O recinto em que elas estão tem mais ou menos 3 mil metros quadrados. Sara está fazendo um tremendo exercício e passou a tomar três mamadeiras diárias, no lugar das três habituais.

Na segunda noite, elas não queriam entrar no dormitório com a mãe, e ficavam em um túnel externo. O temporal era iminente. A tratadora passou Samantha para o recinto de Jimmy, e entrou para trazê-las para dentro do dormitório. Porém, ela não contou com as botas que, inadvertidamente, usava, o que gerou em Jimmy uma tremenda excitação, e andava em dois pés atrás de Samantha, que não sabendo o que sucedia, começou a gritar. Ela conseguiu tirar Samantha do dormitório de Jimmy e juntá-la com as filhas, que estavam assustadas com o escândalo que armou. Isso, no fim facilitou que as três dormissem juntas.
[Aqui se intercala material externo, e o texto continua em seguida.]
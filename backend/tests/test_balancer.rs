//! Flow Balancer Tests
//!
//! Initialization with corrections, sequential relaxation, convergence
//! reporting and normalization.

use proptest::prelude::*;
use regional_io_core_rs::{
    BalanceError, BalancerConfig, CorrectionTable, FlowBalancer, SectorMatrix,
};
use std::collections::BTreeMap;

// ============================================================================
// Test Helpers
// ============================================================================

fn labels(names: &[&str]) -> Vec<String> {
    names.iter().map(|s| s.to_string()).collect()
}

/// Square flow block plus zeroed `Totalj` row and `Totali` column
fn flow_matrix(sectors: &[&str], body: Vec<Vec<f64>>) -> SectorMatrix {
    let mut rows = labels(sectors);
    rows.push("Totalj".to_string());
    let mut cols = labels(sectors);
    cols.push("Totali".to_string());

    let mut values: Vec<Vec<f64>> = body
        .into_iter()
        .map(|mut row| {
            row.push(0.0);
            row
        })
        .collect();
    values.push(vec![0.0; cols.len()]);
    SectorMatrix::from_rows(rows, cols, values).unwrap()
}

fn corrections(year: &str, factors: &[(&str, f64)]) -> CorrectionTable {
    let inner: BTreeMap<String, f64> = factors
        .iter()
        .map(|(s, f)| (s.to_string(), *f))
        .collect();
    BTreeMap::from([(year.to_string(), inner)])
}

fn balancer(sectors: &[&str], body: Vec<Vec<f64>>, config: BalancerConfig) -> FlowBalancer {
    FlowBalancer::new(
        flow_matrix(sectors, body),
        labels(sectors),
        corrections("2020", &[]),
        config,
    )
    .unwrap()
}

// ============================================================================
// Initialization
// ============================================================================

#[test]
fn test_fixed_matrix_applies_corrections_and_totals() {
    let b = FlowBalancer::new(
        flow_matrix(&["A", "B"], vec![vec![6.0, 4.0], vec![2.0, 8.0]]),
        labels(&["A", "B"]),
        corrections("2021", &[("B", 0.5)]),
        BalancerConfig::default(),
    )
    .unwrap();

    let fixed = b.fixed_matrix("2021").unwrap();
    assert_eq!(fixed.row_values("A").unwrap(), vec![6.0, 2.0, 8.0]);
    assert_eq!(fixed.row_values("B").unwrap(), vec![2.0, 4.0, 6.0]);
    // corner holds the grand total
    assert_eq!(fixed.row_values("Totalj").unwrap(), vec![8.0, 6.0, 14.0]);
}

#[test]
fn test_missing_correction_year() {
    let b = balancer(&["A"], vec![vec![1.0]], BalancerConfig::default());
    assert_eq!(
        b.fixed_matrix("1999").unwrap_err(),
        BalanceError::MissingCorrectionYear("1999".to_string())
    );
}

#[test]
fn test_correction_for_unknown_sector() {
    let b = FlowBalancer::new(
        flow_matrix(&["A"], vec![vec![1.0]]),
        labels(&["A"]),
        corrections("2020", &[("Z", 2.0)]),
        BalancerConfig::default(),
    )
    .unwrap();
    assert_eq!(
        b.balance("2020").unwrap_err(),
        BalanceError::UnknownSector("Z".to_string())
    );
}

#[test]
fn test_custom_total_labels_required() {
    let config = BalancerConfig {
        total_col: "Purchases".to_string(),
        ..Default::default()
    };
    let err = FlowBalancer::new(
        flow_matrix(&["A"], vec![vec![1.0]]),
        labels(&["A"]),
        CorrectionTable::new(),
        config,
    )
    .unwrap_err();
    assert_eq!(err, BalanceError::MissingTotalCol("Purchases".to_string()));
}

// ============================================================================
// Relaxation
// ============================================================================

#[test]
fn test_negative_imbalance_scales_row() {
    // A purchases 10 but sells 15; B is balanced at 10/10
    let m = SectorMatrix::from_rows(
        labels(&["A", "B", "Totalj"]),
        labels(&["A", "B", "Totali"]),
        vec![
            vec![10.0, 0.0, 10.0],
            vec![0.0, 10.0, 10.0],
            vec![15.0, 10.0, 25.0],
        ],
    )
    .unwrap();
    let b = FlowBalancer::new(
        m,
        labels(&["A", "B"]),
        CorrectionTable::new(),
        BalancerConfig::default(),
    )
    .unwrap();

    let mut working = b.matrix().clone();
    let before = b.equilibrium(&working).unwrap();
    assert_eq!(before.get("A"), Some(-5.0));
    assert_eq!(before.get("B"), Some(0.0));

    b.relax_pass(&mut working).unwrap();

    assert_eq!(working.row_values("A").unwrap(), vec![15.0, 0.0, 15.0]);
    assert_eq!(working.row_values("B").unwrap(), vec![0.0, 10.0, 10.0]);
}

#[test]
fn test_positive_imbalance_scales_column() {
    let b = balancer(
        &["A", "B"],
        vec![vec![6.0, 4.0], vec![2.0, 8.0]],
        BalancerConfig::default(),
    );
    let mut working = b.fixed_matrix("2020").unwrap();
    assert_eq!(b.equilibrium(&working).unwrap().get("A"), Some(2.0));

    b.relax_pass(&mut working).unwrap();
    // column A × 10/8 first, then B's row sees the updated totals
    assert_eq!(working.value("A", "A"), Some(7.5));
    assert_eq!(working.value("B", "A").map(|v| (v * 1e9).round() / 1e9), Some(2.857142857));
}

// ============================================================================
// Full Loop
// ============================================================================

#[test]
fn test_balanced_input_needs_no_passes() {
    let b = balancer(
        &["A", "B"],
        vec![vec![5.0, 5.0], vec![5.0, 5.0]],
        BalancerConfig::default(),
    );
    let outcome = b.balance("2020").unwrap();

    assert!(outcome.converged);
    assert_eq!(outcome.iterations, 0);
    assert_eq!(outcome.residual, 0.0);
    // normalized by the first row's total purchase (10)
    assert_eq!(outcome.matrix.value("A", "A"), Some(0.5));
    assert_eq!(outcome.matrix.value("A", "Totali"), Some(1.0));
}

#[test]
fn test_unbalanced_input_converges() {
    let b = balancer(
        &["A", "B"],
        vec![vec![6.0, 4.0], vec![2.0, 8.0]],
        BalancerConfig::default(),
    );
    let outcome = b.balance("2020").unwrap();

    assert!(outcome.converged);
    assert!(outcome.iterations > 1);
    assert!(outcome.residual < 1e-6);
    assert!((outcome.matrix.value("A", "Totali").unwrap() - 1.0).abs() < 1e-12);
}

#[test]
fn test_iteration_cap_reports_non_convergence() {
    let config = BalancerConfig {
        max_iterations: 1,
        ..Default::default()
    };
    let b = balancer(&["A", "B"], vec![vec![6.0, 4.0], vec![2.0, 8.0]], config);
    let outcome = b.balance("2020").unwrap();

    assert!(!outcome.converged);
    assert_eq!(outcome.iterations, 1);
    assert!(outcome.residual > 1e-6);
}

#[test]
fn test_zero_first_row_skips_normalization() {
    let b = balancer(
        &["A", "B"],
        vec![vec![0.0, 0.0], vec![0.0, 3.0]],
        BalancerConfig::default(),
    );
    let outcome = b.balance("2020").unwrap();
    assert_eq!(outcome.matrix.value("B", "B"), Some(3.0));
}

// ============================================================================
// Properties
// ============================================================================

proptest! {
    #[test]
    fn prop_balanced_implies_threshold(
        cells in prop::collection::vec(0.1f64..100.0, 9),
        passes in 0usize..6,
    ) {
        let body: Vec<Vec<f64>> = cells.chunks(3).map(|c| c.to_vec()).collect();
        let b = balancer(&["A", "B", "C"], body, BalancerConfig::default());

        let mut working = b.fixed_matrix("2020").unwrap();
        for _ in 0..passes {
            b.relax_pass(&mut working).unwrap();
        }
        if b.check_if_balanced(&working).unwrap() {
            prop_assert!(b.equilibrium(&working).unwrap().abs_sum() < b.config().target_threshold);
        }
    }

    #[test]
    fn prop_outcome_flag_matches_residual(
        cells in prop::collection::vec(0.1f64..100.0, 4),
        max_iterations in 1usize..20,
    ) {
        let body: Vec<Vec<f64>> = cells.chunks(2).map(|c| c.to_vec()).collect();
        let config = BalancerConfig { max_iterations, ..Default::default() };
        let outcome = balancer(&["A", "B"], body, config).balance("2020").unwrap();

        prop_assert!(outcome.iterations <= max_iterations);
        prop_assert_eq!(outcome.converged, outcome.residual < 1e-6);
    }
}
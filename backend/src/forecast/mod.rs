//! Forecast Generator
//!
//! Extrapolates per-row values across years by chaining the ratios of
//! external indexers, anchored at years with a known value.
//!
//! # Algorithm
//!
//! Walking the years left to right with a running value:
//! - an anchor year resets the running value to its correction, discarding
//!   the chain computed so far
//! - years before the first anchor are skipped (no point emitted)
//! - any other year emits `prev * idx[i] / idx[i-1]`
//!
//! A zero previous indexer holds the running value instead of dividing by
//! zero.

use std::collections::BTreeMap;
use std::fmt::Display;
use thiserror::Error;

#[derive(Debug, Error, PartialEq)]
pub enum ForecastError {
    #[error("Row '{label}' has {len} indexers for {years} years")]
    LengthMismatch {
        label: String,
        len: usize,
        years: usize,
    },

    #[error("Duplicate row label '{0}'")]
    DuplicateRow(String),
}

/// Year columns with one row of indexers per label
#[derive(Debug, Clone, Default, PartialEq)]
pub struct ForecastTable {
    years: Vec<String>,
    rows: Vec<(String, Vec<f64>)>,
}

impl ForecastTable {
    pub fn new<Y: Display>(years: impl IntoIterator<Item = Y>) -> Self {
        Self {
            years: years.into_iter().map(|y| y.to_string()).collect(),
            rows: Vec::new(),
        }
    }

    /// Append a row of indexers, one per year
    pub fn add_row(&mut self, label: &str, indexers: Vec<f64>) -> Result<(), ForecastError> {
        if indexers.len() != self.years.len() {
            return Err(ForecastError::LengthMismatch {
                label: label.to_string(),
                len: indexers.len(),
                years: self.years.len(),
            });
        }
        if self.rows.iter().any(|(l, _)| l == label) {
            return Err(ForecastError::DuplicateRow(label.to_string()));
        }
        self.rows.push((label.to_string(), indexers));
        Ok(())
    }

    pub fn with_row(mut self, label: &str, indexers: Vec<f64>) -> Result<Self, ForecastError> {
        self.add_row(label, indexers)?;
        Ok(self)
    }

    pub fn years(&self) -> &[String] {
        &self.years
    }

    pub fn rows(&self) -> &[(String, Vec<f64>)] {
        &self.rows
    }
}

/// Forecast values of one row, in year order
#[derive(Debug, Clone, PartialEq)]
pub struct ForecastSeries {
    pub label: String,
    pub points: Vec<(String, f64)>,
}

impl ForecastSeries {
    pub fn value(&self, year: impl Display) -> Option<f64> {
        let year = year.to_string();
        self.points.iter().find(|(y, _)| *y == year).map(|(_, v)| *v)
    }

    pub fn values(&self) -> Vec<f64> {
        self.points.iter().map(|(_, v)| *v).collect()
    }

    /// Year → value
    pub fn to_year_map(&self) -> BTreeMap<String, f64> {
        self.points.iter().cloned().collect()
    }
}

/// Forecast every row of `table` from the anchor values in `corrections`
///
/// # Example
///
/// ```rust
/// use regional_io_core_rs::forecast::{generate_forecast, ForecastTable};
/// use std::collections::BTreeMap;
///
/// let table = ForecastTable::new([2025, 2026, 2027])
///     .with_row("GVP", vec![1.0, 1.1, 1.2])
///     .unwrap();
/// let corrections = BTreeMap::from([("2025".to_string(), 100.0)]);
///
/// let series = generate_forecast(&table, &corrections);
/// let values = series[0].values();
/// assert!((values[1] - 110.0).abs() < 1e-9);
/// assert!((values[2] - 120.0).abs() < 1e-9);
/// ```
pub fn generate_forecast(
    table: &ForecastTable,
    corrections: &BTreeMap<String, f64>,
) -> Vec<ForecastSeries> {
    table
        .rows
        .iter()
        .map(|(label, indexers)| {
            let mut points = Vec::with_capacity(table.years.len());
            let mut current: Option<f64> = None;

            for (i, year) in table.years.iter().enumerate() {
                if let Some(anchor) = corrections.get(year) {
                    current = Some(*anchor);
                } else if let Some(prev) = current {
                    let previous_idx = if i > 0 { indexers[i - 1] } else { 0.0 };
                    if previous_idx != 0.0 {
                        current = Some(prev * indexers[i] / previous_idx);
                    }
                } else {
                    continue;
                }
                if let Some(v) = current {
                    points.push((year.clone(), v));
                }
            }

            ForecastSeries {
                label: label.clone(),
                points,
            }
        })
        .collect()
}
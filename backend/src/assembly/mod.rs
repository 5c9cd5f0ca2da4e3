//! Matrix Assemblers
//!
//! Combine builder, balancer and forecast outputs into the final economic
//! matrices:
//! - **iom**: forecast input-output matrix (price × quantity)
//! - **cost**: per-location cost matrix from input requirements
//! - **income**: value added, employment, salary and gross profit rows
//! - **export**: quantity flows with an export column, priced
//! - **operator**: per-item cost/consumption/investment matrices
//!
//! # Critical Invariants
//!
//! 1. **Inputs untouched**: assemblers work on their own copies
//! 2. **Zero-fill division**: degenerate divisors yield zeros, never errors

pub mod cost;
pub mod export;
pub mod income;
pub mod iom;
pub mod operator;

pub use cost::{CostConfig, CostMatrix};
pub use export::{ExportInputs, ExportLayout, ExportMatrix};
pub use income::IncomeMatrices;
pub use iom::{ForecastData, InputOutputMatrix, IomResult};
pub use operator::{Incidence, OperatorMode, ParameterOperator, ParameterRow, ParameterTable};

use crate::builder::BuildError;
use crate::core::matrix::MatrixError;
use thiserror::Error;

#[derive(Debug, Error, PartialEq)]
pub enum AssemblyError {
    #[error("No forecast for product '{product}' in year {year}")]
    ForecastNotFound { product: String, year: String },

    #[error("No matrix registered for product '{0}'")]
    ProductMatrixNotFound(String),

    #[error("Location '{0}' was not found in the inputs")]
    LocationNotFound(String),

    #[error("Sector '{sector}' was not found in the data for location '{location}'")]
    SectorNotFound { sector: String, location: String },

    #[error("Missing input: {0}")]
    MissingInput(String),

    #[error("Length of {name} is {len}, expected {expected}")]
    LengthMismatch {
        name: String,
        len: usize,
        expected: usize,
    },

    #[error("Invalid mode '{0}': choose 'cost', 'consumption' or 'investment'")]
    InvalidMode(String),

    #[error("Incidence for item '{item}' must be a single number in {mode} mode")]
    InvalidIncidence { item: String, mode: String },

    #[error("Nothing to aggregate")]
    Empty,

    #[error(transparent)]
    Matrix(#[from] MatrixError),

    #[error(transparent)]
    Build(#[from] BuildError),
}
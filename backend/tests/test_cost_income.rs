//! Cost and Income Matrix Tests

use regional_io_core_rs::assembly::income::{
    EMPLOYED_ROW, GROSS_PROFIT_ROW, SALARY_ROW, VALUE_ADDED_ROW,
};
use regional_io_core_rs::assembly::{AssemblyError, CostConfig, CostMatrix, IncomeMatrices};
use regional_io_core_rs::core::round_dp;
use regional_io_core_rs::{Field, MatrixBuilder, RecordDraft, SectorMatrix, TransactionRecord};

// ============================================================================
// Test Helpers
// ============================================================================

fn labels(names: &[&str]) -> Vec<String> {
    names.iter().map(|s| s.to_string()).collect()
}

fn sale(seller: &str, buyer: &str, location: &str, value: f64) -> TransactionRecord {
    let mut draft = RecordDraft::new();
    draft.set_if_absent(Field::SellerSectorI, seller);
    draft.set_if_absent(Field::BuyerSectorI, buyer);
    draft.set_if_absent(Field::SellerLocation, location);
    draft.set_if_absent(Field::Product, "Acai");
    draft.set_if_absent(Field::Quantity, 1.0);
    draft.set_if_absent(Field::Value, value);
    draft.validate().unwrap()
}

fn records() -> Vec<TransactionRecord> {
    vec![
        sale("AAProduction", "BFIndustry", "Belem", 300.0),
        sale("AAProduction", "CIRetail", "Belem", 100.0),
        sale("BFIndustry", "CIRetail", "Belem", 200.0),
        sale("CIRetail", "AAProduction", "Belem", 50.0),
        sale("AAProduction", "BFIndustry", "Igarape", 100.0),
    ]
}

fn inputs() -> SectorMatrix {
    SectorMatrix::from_rows(
        labels(&["Belem", "Igarape"]),
        labels(&["Fuel", "Energy"]),
        vec![vec![50.0, 20.0], vec![10.0, 70.0]],
    )
    .unwrap()
}

fn io_table() -> SectorMatrix {
    SectorMatrix::from_rows(
        labels(&["A", "B", "C", "Total"]),
        labels(&["A", "B", "C", "Total"]),
        vec![
            vec![100.0, 10.0, 25.0, 135.0],
            vec![20.0, 90.0, 35.0, 145.0],
            vec![30.0, 40.0, 120.0, 190.0],
            vec![200.0, 180.0, 210.0, 470.0],
        ],
    )
    .unwrap()
}

fn rounded(values: Vec<f64>, n: usize) -> Vec<f64> {
    values[..n].iter().map(|v| round_dp(*v, 6)).collect()
}

// ============================================================================
// Cost Matrix
// ============================================================================

#[test]
fn test_single_location_cost_matrix() {
    let mut cost = CostMatrix::new(inputs(), CostConfig::default());
    cost.set_seller_locations(&MatrixBuilder::default(), &records(), &["Belem"])
        .unwrap();

    // combined GVP: AAProduction 400 + BFIndustry 200 (CIRetail excluded)
    assert_eq!(cost.combined_gvp().unwrap(), 600.0);
    assert_eq!(cost.primary_gvp("Belem").unwrap(), 400.0);

    let c = cost.calculate().unwrap();
    assert_eq!(c.rows(), &labels(&["Fuel", "Energy"])[..]);
    assert_eq!(c.cols(), &labels(&["Belem"])[..]);
    assert_eq!(round_dp(c.value("Fuel", "Belem").unwrap(), 2), round_dp(50.0 / 600.0 * 400.0, 2));
    assert_eq!(round_dp(c.value("Energy", "Belem").unwrap(), 2), 13.33);
}

#[test]
fn test_combined_gvp_spans_locations() {
    let mut cost = CostMatrix::new(inputs(), CostConfig::default());
    cost.set_seller_locations(&MatrixBuilder::default(), &records(), &["Belem", "Igarape"])
        .unwrap();

    assert_eq!(cost.combined_gvp().unwrap(), 700.0);
    let c = cost.calculate().unwrap();
    assert_eq!(c.cols(), &labels(&["Belem", "Igarape"])[..]);
    assert_eq!(round_dp(c.value("Energy", "Igarape").unwrap(), 2), 10.0);
}

#[test]
fn test_location_missing_from_inputs() {
    let mut cost = CostMatrix::new(inputs(), CostConfig::default());
    let err = cost
        .set_seller_locations(&MatrixBuilder::default(), &records(), &["Manaus"])
        .unwrap_err();
    assert_eq!(err, AssemblyError::LocationNotFound("Manaus".to_string()));
}

#[test]
fn test_missing_primary_sector() {
    let config = CostConfig {
        primary_sector: "AAFarming".to_string(),
        ..Default::default()
    };
    let mut cost = CostMatrix::new(inputs(), config);
    cost.set_seller_locations(&MatrixBuilder::default(), &records(), &["Belem"])
        .unwrap();

    assert_eq!(
        cost.calculate().unwrap_err(),
        AssemblyError::SectorNotFound {
            sector: "AAFarming".to_string(),
            location: "Belem".to_string()
        }
    );
}

// ============================================================================
// Income Matrices
// ============================================================================

#[test]
fn test_value_added_row() {
    let mut income = IncomeMatrices::new(io_table(), 3, None, None).unwrap();
    let m = income.value_added().unwrap();

    assert_eq!(m.row_values(VALUE_ADDED_ROW).unwrap()[..3], [65.0, 35.0, 20.0]);
    assert_eq!(m.value(VALUE_ADDED_ROW, "Total"), None);
}

#[test]
fn test_employed_and_salary_rows() {
    let mut income = IncomeMatrices::new(
        io_table(),
        3,
        Some(vec![0.5, 0.6, 0.7]),
        Some(vec![100.0, 120.0, 140.0]),
    )
    .unwrap();
    let m = income.employed_and_salary().unwrap();

    assert_eq!(
        rounded(m.row_values(EMPLOYED_ROW).unwrap(), 3),
        vec![270.0, 241.666667, 271.428571]
    );
    assert_eq!(
        rounded(m.row_values(SALARY_ROW).unwrap(), 3),
        vec![27000.0, 29000.0, 38000.0]
    );
}

#[test]
fn test_gross_profit_computes_prerequisites() {
    let mut income = IncomeMatrices::new(
        io_table(),
        3,
        Some(vec![0.5, 0.6, 0.7]),
        Some(vec![100.0, 120.0, 140.0]),
    )
    .unwrap();
    let m = income.gross_profit().unwrap().clone();

    assert_eq!(
        rounded(m.row_values(GROSS_PROFIT_ROW).unwrap(), 3),
        vec![26935.0, 28965.0, 37980.0]
    );
    assert_eq!(
        m.rows(),
        &labels(&[
            "A",
            "B",
            "C",
            "Total",
            EMPLOYED_ROW,
            SALARY_ROW,
            VALUE_ADDED_ROW,
            GROSS_PROFIT_ROW
        ])[..]
    );
}

#[test]
fn test_appended_rows_do_not_shift_totals() {
    let mut income = IncomeMatrices::new(io_table(), 3, None, None).unwrap();
    income.value_added().unwrap();
    let first = income.matrix().row_values(VALUE_ADDED_ROW).unwrap();

    // recomputing after a row was appended overwrites in place
    income.value_added().unwrap();
    assert_eq!(income.matrix().shape(), (5, 4));
    assert_eq!(income.matrix().row_values(VALUE_ADDED_ROW).unwrap()[..3], first[..3]);
}

#[test]
fn test_gross_profit_without_worker_data() {
    let mut income = IncomeMatrices::new(io_table(), 3, None, None).unwrap();
    assert!(matches!(
        income.gross_profit(),
        Err(AssemblyError::MissingInput(_))
    ));
}

#[test]
fn test_vector_length_checked() {
    let err = IncomeMatrices::new(io_table(), 3, Some(vec![1.0]), None).unwrap_err();
    assert_eq!(
        err,
        AssemblyError::LengthMismatch {
            name: "labor productivity".to_string(),
            len: 1,
            expected: 3
        }
    );
}

#[test]
fn test_gross_profit_from_precomputed_salary() {
    let mut income = IncomeMatrices::new(io_table(), 3, None, None).unwrap();
    let m = income
        .gross_profit_with_salary(&[100.0, 100.0, 100.0])
        .unwrap();

    assert_eq!(m.row_values(GROSS_PROFIT_ROW).unwrap()[..3], [35.0, 65.0, 80.0]);
    // no worker data needed, and no salary row written
    assert!(m.row_index(SALARY_ROW).is_none());
    assert!(m.row_index(VALUE_ADDED_ROW).is_some());
}

#[test]
fn test_precomputed_salary_length_checked() {
    let mut income = IncomeMatrices::new(io_table(), 3, None, None).unwrap();
    assert_eq!(
        income.gross_profit_with_salary(&[1.0, 2.0]).unwrap_err(),
        AssemblyError::LengthMismatch {
            name: "salary".to_string(),
            len: 2,
            expected: 3
        }
    );
}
No terceiro dia eu me concentrei, entrando com as três, para que Samantha fizesse “grooming” em mim, tendo Sara junto, que tinha curiosidade pela atitude da mãe e a ficava observando de perto, mas sem se deixar pegar. Um grande avanço foi na hora da mamadeira: Samantha fica no meio e as duas, uma de cada lado, bebem sua mamadeira avidamente.

Nós calculamos que a situação já estava estabilizada, e que em poucos dias mais Sara se entregará aos braços de sua mãe, como Sofia o faz, e a integração da mãe com suas filhas estará realizada.

O interessante é observar que Sofia, com dois anos e meio, tem um conceito de proteção e cuidado com a irmã menor muito mais avançado que poderia ter uma bebê humana. Uma criança humana dessa idade nunca assumiria o papel de mãe como Sofia o tem feito. Uma prova a mais dos profundos sentimentos que unem a família chimpanzé, e a inteligência que um bebê demonstra ao assumir um papel necessário em uma situação inusitada. Podemos então deduzir o profundo trauma que causamos quando destruímos os laços familiares, separando pais de filhos, irmãos entre si, uma prática comum até hoje por aqueles que só pensam no benefício pessoal que obtém quando destroem uma família de primatas.